Quelles solutions pour traiter les parcelles de vigne au milieu des riverains ?
Protéger les parcelles entourées de riverains peut devenir un vrai casse-tête. Opter pour un programme associant produits bio et biocontrôle est souvent le plus pertinent.
Protéger les parcelles entourées de riverains peut devenir un vrai casse-tête. Opter pour un programme associant produits bio et biocontrôle est souvent le plus pertinent.
Nombre de viticulteurs doivent traiter des vignes à proximité d’habitations. Pour eux, l’équation est encore plus complexe. Si les premiers rangs sont à plus de 20 mètres des parcelles cadastrales sur lesquelles sont installées les habitations environnantes, cela n’entraîne aucune conséquence pour le viticulteur.
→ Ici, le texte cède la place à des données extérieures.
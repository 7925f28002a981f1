//! 2D geometric primitives for diagram validation.
//!
//! All curve pieces live on unit disks, so the arc predicates assume radius
//! one throughout. The intersection predicates use a strict-interior
//! convention: hits within a tolerance band of an interval endpoint are
//! ignored, so pieces meeting at a shared tangency never report as crossing
//! each other.

use nalgebra::Vector2;
use std::f64::consts::TAU;

/// Quarter-turn operator `J(x, y) = (-y, x)`.
pub fn rot90(v: Vector2<f64>) -> Vector2<f64> {
    Vector2::new(-v.y, v.x)
}

/// Wraps an angle into `[0, 2π)`.
pub fn wrap_angle(theta: f64) -> f64 {
    let wrapped = theta % TAU;
    if wrapped < 0.0 {
        wrapped + TAU
    } else {
        wrapped
    }
}

/// Polar angle of `v` in `[0, 2π)`.
pub fn polar_angle(v: Vector2<f64>) -> f64 {
    wrap_angle(v.y.atan2(v.x))
}

/// Counter-clockwise angular increment from `from` to `to` as seen from
/// `center`, in `[0, 2π)`.
pub fn delta_theta(from: Vector2<f64>, to: Vector2<f64>, center: Vector2<f64>) -> f64 {
    wrap_angle(polar_angle(to - center) - polar_angle(from - center))
}

/// Distance from point `p` to the closed segment `a..b`.
pub fn segment_point_distance(a: Vector2<f64>, b: Vector2<f64>, p: Vector2<f64>) -> f64 {
    let d = b - a;
    let len_sq = d.norm_squared();
    if len_sq < 1e-24 {
        return (p - a).norm();
    }
    let t = ((p - a).dot(&d) / len_sq).clamp(0.0, 1.0);
    (p - (a + d * t)).norm()
}

fn cross(a: Vector2<f64>, b: Vector2<f64>) -> f64 {
    a.x * b.y - a.y * b.x
}

/// True iff `theta` lies strictly inside the counter-clockwise interval
/// starting at `theta_start` of width `dtheta`, staying `eps` away from both
/// endpoints.
pub fn angle_strictly_inside(theta: f64, theta_start: f64, dtheta: f64, eps: f64) -> bool {
    let rel = wrap_angle(theta - theta_start);
    rel > eps && rel < dtheta - eps
}

/// Proper interior intersection of two segments.
///
/// Shared endpoints do not count (parameters must stay `eps` inside `(0, 1)`
/// on both segments); collinear overlap of more than `eps` of parameter
/// length does count.
pub fn segments_intersect(
    p1: Vector2<f64>,
    p2: Vector2<f64>,
    q1: Vector2<f64>,
    q2: Vector2<f64>,
    eps: f64,
) -> bool {
    let d1 = p2 - p1;
    let d2 = q2 - q1;
    let denom = cross(d1, d2);
    let scale = d1.norm() * d2.norm();
    if scale < 1e-24 {
        return false;
    }

    if denom.abs() > 1e-12 * scale {
        let w = q1 - p1;
        let t = cross(w, d2) / denom;
        let s = cross(w, d1) / denom;
        return t > eps && t < 1.0 - eps && s > eps && s < 1.0 - eps;
    }

    // Parallel. Only collinear segments can still overlap.
    if cross(d1, q1 - p1).abs() > 1e-12 * scale {
        return false;
    }
    let len_sq = d1.norm_squared();
    if len_sq < 1e-24 {
        return false;
    }
    let t_a = (q1 - p1).dot(&d1) / len_sq;
    let t_b = (q2 - p1).dot(&d1) / len_sq;
    let lo = t_a.min(t_b).max(0.0);
    let hi = t_a.max(t_b).min(1.0);
    hi - lo > eps
}

/// Proper interior intersection of a segment with a unit-circle arc.
///
/// Solves the line/circle quadratic and keeps roots strictly inside `(0, 1)`
/// on the segment and strictly inside the arc's angular interval.
pub fn segment_arc_intersect(
    p1: Vector2<f64>,
    p2: Vector2<f64>,
    center: Vector2<f64>,
    theta_start: f64,
    dtheta: f64,
    eps: f64,
) -> bool {
    let d = p2 - p1;
    let f = p1 - center;
    let a = d.norm_squared();
    if a < 1e-24 {
        return false;
    }
    let b = 2.0 * f.dot(&d);
    let c = f.norm_squared() - 1.0;
    let disc = b * b - 4.0 * a * c;
    if disc <= 0.0 {
        return false;
    }
    let sqrt_disc = disc.sqrt();
    for t in [(-b - sqrt_disc) / (2.0 * a), (-b + sqrt_disc) / (2.0 * a)] {
        if t <= eps || t >= 1.0 - eps {
            continue;
        }
        let theta = polar_angle(p1 + d * t - center);
        if angle_strictly_inside(theta, theta_start, dtheta, eps) {
            return true;
        }
    }
    false
}

/// Proper interior intersection of two unit-circle arcs.
///
/// Distinct centers use the circle-circle intersection formula; coincident
/// centers fall into a dedicated branch checking angular-interval overlap on
/// the shared circle.
pub fn arcs_intersect(
    c1: Vector2<f64>,
    start1: f64,
    dtheta1: f64,
    c2: Vector2<f64>,
    start2: f64,
    dtheta2: f64,
    eps: f64,
) -> bool {
    let dvec = c2 - c1;
    let dist = dvec.norm();

    if dist < 1e-12 {
        // Same circle: the arcs cross iff their angular interiors overlap.
        return circular_interval_overlap(start1, dtheta1, start2, dtheta2) > eps;
    }

    // Unit radii: intersection points exist only for center distance < 2,
    // at height h above the midpoint of the center chord.
    if dist >= 2.0 {
        return false;
    }
    let half = dist / 2.0;
    let h_sq = 1.0 - half * half;
    if h_sq <= 0.0 {
        return false;
    }
    let h = h_sq.sqrt();
    let u = dvec / dist;
    let mid = c1 + dvec * 0.5;
    let offset = rot90(u) * h;
    for p in [mid + offset, mid - offset] {
        let theta1 = polar_angle(p - c1);
        let theta2 = polar_angle(p - c2);
        if angle_strictly_inside(theta1, start1, dtheta1, eps)
            && angle_strictly_inside(theta2, start2, dtheta2, eps)
        {
            return true;
        }
    }
    false
}

/// Total angular overlap of two counter-clockwise intervals on a circle.
fn circular_interval_overlap(start1: f64, dtheta1: f64, start2: f64, dtheta2: f64) -> f64 {
    // Work in the frame of interval 1: it becomes [0, dtheta1], interval 2
    // becomes [rel, rel + dtheta2] and its wrapped copy one turn earlier.
    let rel = wrap_angle(start2 - start1);
    let mut overlap = 0.0;
    for lo2 in [rel, rel - TAU] {
        let hi2 = lo2 + dtheta2;
        let lo = lo2.max(0.0);
        let hi = hi2.min(dtheta1);
        if hi > lo {
            overlap += hi - lo;
        }
    }
    overlap
}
Mais à moins de 20 mètres, tous les produits contenant une substance préoccupante (notamment celles considérées comme perturbateurs endocriniens et celles classées CMR1) sont strictement interdits, même avec des dispositifs pour réduire la dérive. Cela représente plusieurs produits, comme Calgary, Enervin Team, Forum Gold, Pantheos ou encore Valis Plus, qui peuvent être substitués sans véritablement se découvrir.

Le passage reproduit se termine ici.